YOUR TASK:
All lines from the opening of the entries below through the line containing "body JSONB NOT" must be output exactly as they appear, with no other lines.

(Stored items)
....................

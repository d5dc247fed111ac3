//! Postgres-backed order store.
//!
//! One row per order; the `body` column holds the full serialized aggregate
//! and is the authoritative payload, while the status/total columns exist for
//! indexed queries.
//!
//! The `OrderStore` trait is synchronous; this implementation bridges into
//! async sqlx with `tokio::runtime::Handle`, which works when called from
//! within a tokio runtime (e.g. from axum handlers or `spawn_blocking`).

use std::sync::Arc;

use serde_json::Value as JsonValue;
use sqlx::{PgPool, Row};

use medipaw_orders::{FulfillmentStatus, Order, OrderId};

use super::{OrderStore, StoreError};

const SCHEMA: &str = r#"
CREATE TABLE IF NOT EXISTS orders (
    id UUID PRIMARY KEY,
    user_id UUID NOT NULL,
    payment_status TEXT NOT NULL,
    fulfillment_status TEXT NOT NULL,
    total BIGINT NOT NULL CHECK (total >= 0),
    refund_due BOOLEAN NOT NULL DEFAULT FALSE,
    body JSONB NOT NULL,
    created_at TIMESTAMPTZ NOT NULL,
    updated_at TIMESTAMPTZ NOT NULL
);
CREATE INDEX IF NOT EXISTS orders_fulfillment_status_idx ON orders (fulfillment_status);
"#;

fn status_as_db(status: FulfillmentStatus) -> &'static str {
    match status {
        FulfillmentStatus::Draft => "draft",
        FulfillmentStatus::AwaitingPayment => "awaiting_payment",
        FulfillmentStatus::Paid => "paid",
        FulfillmentStatus::UnderReview => "under_review",
        FulfillmentStatus::Fulfilling => "fulfilling",
        FulfillmentStatus::Completed => "completed",
        FulfillmentStatus::PaymentFailed => "payment_failed",
        FulfillmentStatus::PrescriptionRejected => "prescription_rejected",
        FulfillmentStatus::Cancelled => "cancelled",
        FulfillmentStatus::OutOfStock => "out_of_stock",
    }
}

fn payment_as_db(order: &Order) -> &'static str {
    match order.payment_status() {
        medipaw_orders::PaymentStatus::Unpaid => "unpaid",
        medipaw_orders::PaymentStatus::Paid => "paid",
        medipaw_orders::PaymentStatus::Refunded => "refunded",
    }
}

fn map_sqlx_error(op: &str, err: sqlx::Error) -> StoreError {
    if let sqlx::Error::Database(db_err) = &err {
        // 23505 = unique violation: a concurrent insert won the race.
        if db_err.code().as_deref() == Some("23505") {
            return StoreError::Conflict(format!("{op}: duplicate key"));
        }
    }
    StoreError::Unavailable(format!("{op}: {err}"))
}

fn decode_body(body: JsonValue) -> Result<Order, StoreError> {
    serde_json::from_value(body)
        .map_err(|e| StoreError::Unavailable(format!("order body deserialization failed: {e}")))
}

/// Postgres-backed order store.
#[derive(Debug, Clone)]
pub struct PostgresOrderStore {
    pool: Arc<PgPool>,
}

impl PostgresOrderStore {
    pub fn new(pool: PgPool) -> Self {
        Self {
            pool: Arc::new(pool),
        }
    }

    /// Create the orders table if it does not exist yet.
    pub async fn ensure_schema(&self) -> Result<(), StoreError> {
        sqlx::raw_sql(SCHEMA)
            .execute(&*self.pool)
            .await
            .map_err(|e| map_sqlx_error("ensure_schema", e))?;
        Ok(())
    }

    pub async fn insert_order(&self, order: &Order) -> Result<(), StoreError> {
        let body = serde_json::to_value(order)
            .map_err(|e| StoreError::Unavailable(format!("order serialization failed: {e}")))?;

        sqlx::query(
            r#"
            INSERT INTO orders
                (id, user_id, payment_status, fulfillment_status, total, refund_due,
                 body, created_at, updated_at)
            VALUES ($1, $2, $3, $4, $5, $6, $7, $8, $9)
            "#,
        )
        .bind(order.id_typed().0.as_uuid())
        .bind(order.user_id().as_uuid())
        .bind(payment_as_db(order))
        .bind(status_as_db(order.fulfillment_status()))
        .bind(order.total() as i64)
        .bind(order.refund_due())
        .bind(body)
        .bind(order.created_at())
        .bind(order.updated_at())
        .execute(&*self.pool)
        .await
        .map_err(|e| map_sqlx_error("insert", e))?;

        Ok(())
    }

    pub async fn update_order(&self, order: &Order) -> Result<(), StoreError> {
        let body = serde_json::to_value(order)
            .map_err(|e| StoreError::Unavailable(format!("order serialization failed: {e}")))?;

        let result = sqlx::query(
            r#"
            UPDATE orders
            SET payment_status = $2,
                fulfillment_status = $3,
                refund_due = $4,
                body = $5,
                updated_at = $6
            WHERE id = $1
            "#,
        )
        .bind(order.id_typed().0.as_uuid())
        .bind(payment_as_db(order))
        .bind(status_as_db(order.fulfillment_status()))
        .bind(order.refund_due())
        .bind(body)
        .bind(order.updated_at())
        .execute(&*self.pool)
        .await
        .map_err(|e| map_sqlx_error("update", e))?;

        if result.rows_affected() == 0 {
            return Err(StoreError::NotFound);
        }
        Ok(())
    }

    pub async fn load_order(&self, id: OrderId) -> Result<Order, StoreError> {
        let row = sqlx::query("SELECT body FROM orders WHERE id = $1")
            .bind(id.0.as_uuid())
            .fetch_optional(&*self.pool)
            .await
            .map_err(|e| map_sqlx_error("load", e))?
            .ok_or(StoreError::NotFound)?;

        let body: JsonValue = row
            .try_get("body")
            .map_err(|e| StoreError::Unavailable(format!("load: {e}")))?;
        decode_body(body)
    }

    pub async fn list_orders_by_status(
        &self,
        status: FulfillmentStatus,
    ) -> Result<Vec<Order>, StoreError> {
        let rows = sqlx::query("SELECT body FROM orders WHERE fulfillment_status = $1")
            .bind(status_as_db(status))
            .fetch_all(&*self.pool)
            .await
            .map_err(|e| map_sqlx_error("list_by_status", e))?;

        let mut orders = Vec::with_capacity(rows.len());
        for row in rows {
            let body: JsonValue = row
                .try_get("body")
                .map_err(|e| StoreError::Unavailable(format!("list_by_status: {e}")))?;
            orders.push(decode_body(body)?);
        }
        Ok(orders)
    }

    fn runtime_handle() -> Result<tokio::runtime::Handle, StoreError> {
        tokio::runtime::Handle::try_current().map_err(|_| {
            StoreError::Unavailable(
                "PostgresOrderStore requires a tokio runtime context".to_string(),
            )
        })
    }
}

impl OrderStore for PostgresOrderStore {
    fn insert(&self, order: &Order) -> Result<(), StoreError> {
        Self::runtime_handle()?.block_on(self.insert_order(order))
    }

    fn update(&self, order: &Order) -> Result<(), StoreError> {
        Self::runtime_handle()?.block_on(self.update_order(order))
    }

    fn load(&self, id: OrderId) -> Result<Order, StoreError> {
        Self::runtime_handle()?.block_on(self.load_order(id))
    }

    fn list_by_status(&self, status: FulfillmentStatus) -> Result<Vec<Order>, StoreError> {
        Self::runtime_handle()?.block_on(self.list_orders_by_status(status))
    }
}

....................

RESPONSE:
repository d5dc247fed111ac3
//! Postgres-backed order store.
//!
//! One row per order; the `body` column holds the full serialized aggregate
//! and is the authoritative payload, while the status/total columns exist for
//! indexed queries.
//!
//! The `OrderStore` trait is synchronous; this implementation bridges into
//! async sqlx with `tokio::runtime::Handle`, which works when called from
//! within a tokio runtime (e.g. from axum handlers or `spawn_blocking`).

use std::sync::Arc;

use serde_json::Value as JsonValue;
use sqlx::{PgPool, Row};

use medipaw_orders::{FulfillmentStatus, Order, OrderId};

use super::{OrderStore, StoreError};

const SCHEMA: &str = r#"
CREATE TABLE IF NOT EXISTS orders (
    id UUID PRIMARY KEY,
    user_id UUID NOT NULL,
    payment_status TEXT NOT NULL,
    fulfillment_status TEXT NOT NULL,
    total BIGINT NOT NULL CHECK (total >= 0),
    refund_due BOOLEAN NOT NULL DEFAULT FALSE,
    body JSONB NOT NULL,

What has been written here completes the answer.